Improving an administrative process can take place once you know what the steps are, the sequence they are performed, the number of opportunities you have in a period of time (work day) and the current cycle time.

In the terms I use, which are adopted from Art Byrnes description of the improvement process, we determine Takt Time (number of opportunities in a period of time) then move to examine flow. Our goal is to make flow as continuous as we can by eliminating various wastes (8 Wastes). We strive to eliminate any batching in the system. We also operate a FIFI (First In, First Out) system. If we have different types of applications with different processing requirements, we may interject a “Heijunka Wheel” to allocate the workload among all workers in the process. This also helps us allocate work complexities to those workers who are trained to process them.

Any Pull Systems called upon during Process Flow are also examined to ensure they are available when the application calls for it.

When we arrive at a good plan for a FUTURE STATE, we work towards implementation record STANDARD WORK. WORKERS write out STANDARD WORK, and every new WORKER is taught the STANDARD WORK before stepping into the process. In the improvement process, we always substantially reduce the CYCLE TIME and end up completing each administrative process with considerable time savings. If we process 10,000 applications with a CYCLE TIME of 60 minutes in a CURRENT STATE, and reduce CYCLE TIME to 40 minutes in the FUTURE STATE, we save approximately 1.6 FTE’s on an annual basis.
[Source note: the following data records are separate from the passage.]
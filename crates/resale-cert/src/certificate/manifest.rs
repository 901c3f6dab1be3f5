//! Ground-truth list of fields present in a template revision.

use std::collections::HashMap;
use std::fmt;
use std::path::Path;

use serde::{Deserialize, Serialize};

use super::document::FormDocument;

const STANDARD_MANIFEST: &str = include_str!("../../assets/resale_certificate_fields.json");

/// Checkboxes the mapper emits that are not listed in the base manifest. They are derived at
/// runtime from insurance rows whose article/section reference is filled in.
pub const RUNTIME_CHECKBOXES: &[&str] = &[
    "See Article SectionRow1",
    "See Article SectionRow2",
    "See Article SectionRow3",
    "See Article SectionRow4",
];

/// Closed set of field behaviors the filler knows how to write.
#[derive(Debug, Clone, Copy, PartialEq, Eq, Hash, Serialize, Deserialize)]
#[serde(rename_all = "lowercase")]
pub enum FieldKind {
    Text,
    Checkbox,
    Choice,
    Dropdown,
}

impl FieldKind {
    /// Kind implied by the naming convention alone: `Group.ChoiceN` names are choice options,
    /// everything else is assumed to be text.
    pub fn infer(name: &str) -> Self {
        if split_choice_name(name).is_some() {
            Self::Choice
        } else {
            Self::Text
        }
    }

    pub fn label(self) -> &'static str {
        match self {
            FieldKind::Text => "text",
            FieldKind::Checkbox => "checkbox",
            FieldKind::Choice => "choice",
            FieldKind::Dropdown => "dropdown",
        }
    }

    /// Boolean kinds must always be emitted so the filler can clear them explicitly.
    pub fn is_boolean(self) -> bool {
        matches!(self, FieldKind::Checkbox | FieldKind::Choice)
    }
}

impl fmt::Display for FieldKind {
    fn fmt(&self, f: &mut fmt::Formatter<'_>) -> fmt::Result {
        f.write_str(self.label())
    }
}

/// Split `"Group3.Choice1"` into `("Group3", "Choice1")`.
pub fn split_choice_name(name: &str) -> Option<(&str, &str)> {
    let (group, option) = name.rsplit_once('.')?;
    let index = option.strip_prefix("Choice")?;
    if group.is_empty() || index.is_empty() || !index.bytes().all(|b| b.is_ascii_digit()) {
        return None;
    }
    Some((group, option))
}

#[derive(Debug, Clone, PartialEq, Eq, Serialize, Deserialize)]
pub struct ManifestEntry {
    pub name: String,
    #[serde(default, skip_serializing_if = "Option::is_none")]
    pub kind: Option<FieldKind>,
}

impl ManifestEntry {
    pub fn kind(&self) -> FieldKind {
        self.kind.unwrap_or_else(|| FieldKind::infer(&self.name))
    }
}

#[derive(Debug, Serialize, Deserialize)]
struct ManifestFile {
    #[serde(default)]
    template: Option<String>,
    fields: Vec<ManifestEntry>,
}

/// Ordered field names and kinds for one template version.
#[derive(Debug, Clone)]
pub struct FieldManifest {
    version: Option<String>,
    entries: Vec<ManifestEntry>,
    index: HashMap<String, usize>,
}

impl FieldManifest {
    pub fn new(
        version: Option<String>,
        entries: Vec<ManifestEntry>,
    ) -> Result<Self, ManifestError> {
        let mut index = HashMap::with_capacity(entries.len());
        for (position, entry) in entries.iter().enumerate() {
            if entry.name.trim().is_empty() {
                return Err(ManifestError::BlankName { position });
            }
            if index.insert(entry.name.clone(), position).is_some() {
                return Err(ManifestError::DuplicateField(entry.name.clone()));
            }
        }

        Ok(Self {
            version,
            entries,
            index,
        })
    }

    /// Manifest bundled with the crate for the current resale certificate template.
    pub fn standard() -> Result<Self, ManifestError> {
        Self::from_json(STANDARD_MANIFEST)
    }

    pub fn from_json(raw: &str) -> Result<Self, ManifestError> {
        let file: ManifestFile = serde_json::from_str(raw)?;
        Self::new(file.template, file.fields)
    }

    pub fn from_path<P: AsRef<Path>>(path: P) -> Result<Self, ManifestError> {
        let raw = std::fs::read_to_string(path)?;
        Self::from_json(&raw)
    }

    /// Derive a manifest from the field registry of an opened template.
    ///
    /// Radio groups are expanded into one `Group.Option` entry per option.
    pub fn from_form<F: FormDocument + ?Sized>(
        form: &F,
        version: Option<String>,
    ) -> Result<Self, ManifestError> {
        let mut entries = Vec::new();
        for field in form.fields() {
            if field.kind != FieldKind::Choice {
                entries.push(ManifestEntry {
                    name: field.name,
                    kind: Some(field.kind),
                });
                continue;
            }

            let options = form.options(&field.name).unwrap_or_default();
            entries.extend(options.into_iter().map(|option| ManifestEntry {
                name: format!("{}.{}", field.name, option),
                kind: Some(FieldKind::Choice),
            }));
        }
        Self::new(version, entries)
    }

    /// Union in runtime-only checkboxes that the base manifest does not list.
    pub fn with_runtime_checkboxes(mut self, names: &[&str]) -> Self {
        for name in names {
            if self.index.contains_key(*name) {
                continue;
            }
            self.index.insert((*name).to_string(), self.entries.len());
            self.entries.push(ManifestEntry {
                name: (*name).to_string(),
                kind: Some(FieldKind::Checkbox),
            });
        }
        self
    }

    pub fn version(&self) -> Option<&str> {
        self.version.as_deref()
    }

    pub fn entries(&self) -> &[ManifestEntry] {
        &self.entries
    }

    pub fn contains(&self, name: &str) -> bool {
        self.index.contains_key(name)
    }

    pub fn kind_of(&self, name: &str) -> Option<FieldKind> {
        self.index
            .get(name)
            .map(|position| self.entries[*position].kind())
    }

    pub fn len(&self) -> usize {
        self.entries.len()
    }

    pub fn is_empty(&self) -> bool {
        self.entries.is_empty()
    }

    pub fn to_json(&self) -> Result<String, ManifestError> {
        let file = ManifestFile {
            template: self.version.clone(),
            fields: self.entries.clone(),
        };
        Ok(serde_json::to_string_pretty(&file)?)
    }
}

#[derive(Debug, thiserror::Error)]
pub enum ManifestError {
    #[error("manifest could not be read: {0}")]
    Io(#[from] std::io::Error),
    #[error("manifest is not valid JSON: {0}")]
    Json(#[from] serde_json::Error),
    #[error("field '{0}' is listed more than once")]
    DuplicateField(String),
    #[error("field at position {position} has a blank name")]
    BlankName { position: usize },
}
Using data, 10,000 applications annually, if distributed equally by days, is 40 applications a day in an organization that has 250 work day. I always perform this type of calculation to visualize how busy the system is. TAKT TIME for 40 applications in a day, with 480 minutes available for work, requires clearing 1 application every 12 minutes. If CYCLE TIME is 60 minutes, we need 5 WORKERS to clear 40 applications and not start the next day with a backlog. When we reduce CYCLE TIME to 40 minutes, we need 3 1/3rd  WORKERS to clear the applications. We calculate a 33% improvement in our capacity. In a Lean Kaizen, this level of improvement is achievable without great effort.

The State of Washington DSHS applied Lean Improvement methods to its SNAP (Supplemental Nutrition Assistance Program) with amazing results. It freed up the equivalent of 400 FTE’s out of a total workforce of 17,000 (a 2.4% reduction of effort). If we assume a total employee cost of $80,000 annually (Salary, Benefits, Cost of Space, Tools and Supplies), the savings accrued add up to $32 million annually.

And SNAP is just one program of many. At this point, I mention the concept of “Aggregation” to demonstrate the cumulative impact of applying Lean Methods to multiple Programs. If we can achieve similar results from 10 programs in one department, we have $320 million in savings. Imagine the impact on a state budget with that level of improvement. And what’s even more impressive is the level of quality that Lean brings to a process. When you eliminate defects, you have fewer complaints and loops. There is little need to oversight because you have built into the workplace. And families suffer less because they receive what they need quickly and efficiently.

This is why I am so driven in trying to bring Lean to Alaska State Government.